A minha primeira experiência pedagógica como orientadora educacional foi na Escola Estadual Winston Churchil como serviço prestado. Neste período, o orientador educacional dava aula de orientação profissional ou de assuntos do interesse do aluno, foi muito difícil, pois o diretor da escola era um militar e impedia que os orientadores fizessem atividades que extrapolassem a sala de aula, como: murais, entrevistas, seminários, exposições... ou qualquer expressão que levasse à organização de grupo. E eu ficava muito frustrada, porém aprendi a ser cautelosa e acabava fazendo tudo que queria. Quando era chamada a atenção, justificava a importância do trabalho e enfocava que não sabia desta proibição.

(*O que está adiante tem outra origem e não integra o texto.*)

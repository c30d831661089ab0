//! Sends scheduled lead-nurture emails.
//!
//! Follow-ups are marketing mail: an address on the suppression list gets
//! its follow-up cancelled instead of sent.

use super::{Job, JobError, JobReport};
use async_trait::async_trait;
use std::collections::HashMap;
use std::sync::Arc;
use std::time::Duration;
use vault_notify::{render_template, EmailMessage, NotificationService, SendOutcome};
use vault_storage::{QueryFilter, StorageError, StorageService};
use vault_types::{current_timestamp, truncate_id, FollowUpStatus, LeadFollowUp, StorageKey};

fn template(name: &str) -> (&'static str, &'static str) {
	match name {
		"abandoned_checkout" => (
			"Your compliance pack is waiting",
			"Hello,\n\nYou started an order with Compliance Vault Pro but did not finish \
			checkout. Your answers are saved; pick up where you left off from your \
			dashboard.\n\nReference: {{client_id}}\n",
		),
		"compliance_check_reminder" => (
			"Is your property still compliant?",
			"Hello,\n\nGas safety and EICR certificates expire quietly. Upload yours to \
			Compliance Vault Pro and we will track every renewal date for you.\n",
		),
		_ => (
			"Following up from Compliance Vault Pro",
			"Hello,\n\nThanks for your interest in Compliance Vault Pro. Reply to this \
			email if you have any questions about keeping your lettings compliant.\n",
		),
	}
}

pub(crate) fn follow_up_message(follow_up: &LeadFollowUp) -> EmailMessage {
	let (subject, body) = template(&follow_up.template);
	let vars = HashMap::from([
		("client_id".to_string(), follow_up.client_id.clone()),
		("email".to_string(), follow_up.email.clone()),
	]);
	EmailMessage::marketing(
		&follow_up.email,
		render_template(subject, &vars),
		render_template(body, &vars),
	)
	.with_tag(format!("lead-{}", follow_up.template))
}

pub struct LeadFollowUpJob {
	storage: Arc<StorageService>,
	notifications: Arc<NotificationService>,
	interval: Duration,
	batch_size: usize,
}

impl LeadFollowUpJob {
	pub fn new(
		storage: Arc<StorageService>,
		notifications: Arc<NotificationService>,
		interval: Duration,
		batch_size: usize,
	) -> Self {
		Self {
			storage,
			notifications,
			interval,
			batch_size,
		}
	}

	/// Moves a follow-up out of PENDING. Returns false when someone else
	/// (a consent withdrawal, another worker) already did.
	async fn settle(&self, id: &str, status: FollowUpStatus) -> Result<bool, StorageError> {
		let mut changed = false;
		self.storage
			.modify(
				StorageKey::LeadFollowUps.as_str(),
				id,
				|follow_up: &mut LeadFollowUp| {
					if follow_up.status == FollowUpStatus::Pending {
						follow_up.status = status;
						changed = true;
					}
					Ok::<(), StorageError>(())
				},
			)
			.await?;
		Ok(changed)
	}
}

#[async_trait]
impl Job for LeadFollowUpJob {
	fn name(&self) -> &'static str {
		"lead_follow_ups"
	}

	fn interval(&self) -> Duration {
		self.interval
	}

	async fn run_once(&self) -> Result<JobReport, JobError> {
		let mut report = JobReport::default();
		let now = current_timestamp();
		let pending: Vec<(String, LeadFollowUp)> = self
			.storage
			.query(
				StorageKey::LeadFollowUps.as_str(),
				QueryFilter::Equals("status".to_string(), serde_json::json!("PENDING")),
			)
			.await?;

		let due = pending
			.into_iter()
			.filter(|(_, f)| f.scheduled_at <= now)
			.take(self.batch_size);

		for (id, follow_up) in due {
			let outcome = match self.notifications.send(&follow_up_message(&follow_up)).await {
				Ok(outcome) => outcome,
				Err(e) => {
					tracing::warn!(follow_up_id = %truncate_id(&id), error = %e, "Follow-up email failed");
					report.failure();
					continue;
				},
			};
			let status = match outcome {
				SendOutcome::Sent => FollowUpStatus::Sent,
				SendOutcome::Suppressed => FollowUpStatus::Cancelled,
			};
			match self.settle(&id, status).await {
				Ok(true) if outcome == SendOutcome::Sent => report.success(),
				Ok(_) => report.skip(),
				Err(e) => {
					tracing::warn!(follow_up_id = %truncate_id(&id), error = %e, "Failed to record follow-up");
					report.failure();
				},
			}
		}
		Ok(report)
	}
}

#[cfg(test)]
mod tests {
	use super::*;
	use crate::test_support::Harness;

	async fn schedule(harness: &Harness, id: &str, email: &str, at: u64) {
		let follow_up = LeadFollowUp {
			id: id.to_string(),
			client_id: format!("client-{id}"),
			email: email.to_string(),
			template: "abandoned_checkout".to_string(),
			scheduled_at: at,
			status: FollowUpStatus::Pending,
		};
		harness
			.storage
			.store(StorageKey::LeadFollowUps.as_str(), id, &follow_up)
			.await
			.unwrap();
	}

	async fn status(harness: &Harness, id: &str) -> FollowUpStatus {
		harness
			.storage
			.retrieve::<LeadFollowUp>(StorageKey::LeadFollowUps.as_str(), id)
			.await
			.unwrap()
			.status
	}

	#[tokio::test]
	async fn test_sends_due_and_cancels_suppressed() {
		let harness = Harness::new().await;
		let now = current_timestamp();
		schedule(&harness, "due", "lead@example.co.uk", now - 10).await;
		schedule(&harness, "later", "lead@example.co.uk", now + 3600).await;
		schedule(&harness, "opted-out", "gone@example.co.uk", now - 10).await;
		harness.notifications.suppress("gone@example.co.uk").await;

		let job = LeadFollowUpJob::new(
			harness.storage.clone(),
			harness.notifications.clone(),
			Duration::from_secs(60),
			10,
		);
		let report = job.run_once().await.unwrap();
		assert_eq!(report.succeeded, 1);
		assert_eq!(report.skipped, 1);

		assert_eq!(status(&harness, "due").await, FollowUpStatus::Sent);
		assert_eq!(status(&harness, "later").await, FollowUpStatus::Pending);
		assert_eq!(status(&harness, "opted-out").await, FollowUpStatus::Cancelled);

		let sent = harness.sent();
		assert_eq!(sent.len(), 1);
		assert_eq!(sent[0].subject, "Your compliance pack is waiting");
		assert!(sent[0].body.contains("client-due"));
	}
}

Com seis meses meu contrato encerrou, então arranjei outro contrato. Agora fui trabalhar no Instituto Kennedy como professora da escola de magistério, era tudo que eu queria, pois já tinha experiência no Projeto Rondon e adorava trabalhar com professores. Aqui eu aprendi muito, pois a escola era muita tradicional, e eu tinha tido uma formação, digamos assim, progressista. Também havia um conflito de geração entre os professores, consequentemente as ações pedagógicas divergiam bastante. Os professores novos eram maioria e estavam ingressando no quadro de professores do Rio Grande do Norte. Constantemente, havia reuniões para tratar da postura dos professores do Kennedy, pois professor não podia ter bom relacionamento com aluno nem participar de discussões com alunos sobre didática e prática democrática. O professor tem que ser autoritário, pois o aluno não sabe lidar com a liberdade.

No ano seguinte, 1984, soube que a Escola Estadual Berilo Wanderley tinha aberto o curso de magistério, então me transferi para esta escola que me encontro até hoje.

Nesta escola, pude me realizar profissionalmente, pois tudo favorecia para que isto acontecesse: o corpo docente, a direção, todos tinham tido formação semelhante e pensavam em construir uma escola diferente, uma escola em que o aluno e o professor fizessem uma reflexão crítica sobre sua formação, sobre sua prática pedagógica e principalmente sobre o compromisso de educar a classe menos favorecida. Só assim poderemos construir uma sociedade mais livre e igualitária.

Hoje, trabalho como professora em várias instituições e me vejo como uma excelente professora, preocupada com a aprendizagem dos alunos, sempre descobrindo novas formas de envolver o aluno para novas descobertas, novos conhecimentos e também muito preocupada com o desenvolvimento socioafetivo dos mesmos, sou respeitada pelos meus pares por possuir o saber na minha área de conhecimento, como também pelo senso de responsabilidade, dedicação com os alunos e comunidade escolar e continuo com os mesmos ideais de construir um mundo melhor; acreditando que faço a minha parte para que possamos um dia ter uma sociedade justa.

Se tivesse que escolher uma nova profissão talvez fosse médica, pois teria possibilidade de ajudar muitas pessoas, conscientizar para a saúde e qualidade de vida, ganhando um salário melhor, estudando e trabalhando menos, tendo mais tempo para mim.

Hoje estou com 25 anos de experiência profissional, sou aluna do mestrado em Educação, participo da base de pesquisa Currículo, Saberes e Práticas Educacionais e quero investigar a problemática da ATENÇÃO em sala de aula, por entender que a atenção é uma variante importante para a aprendizagem humana.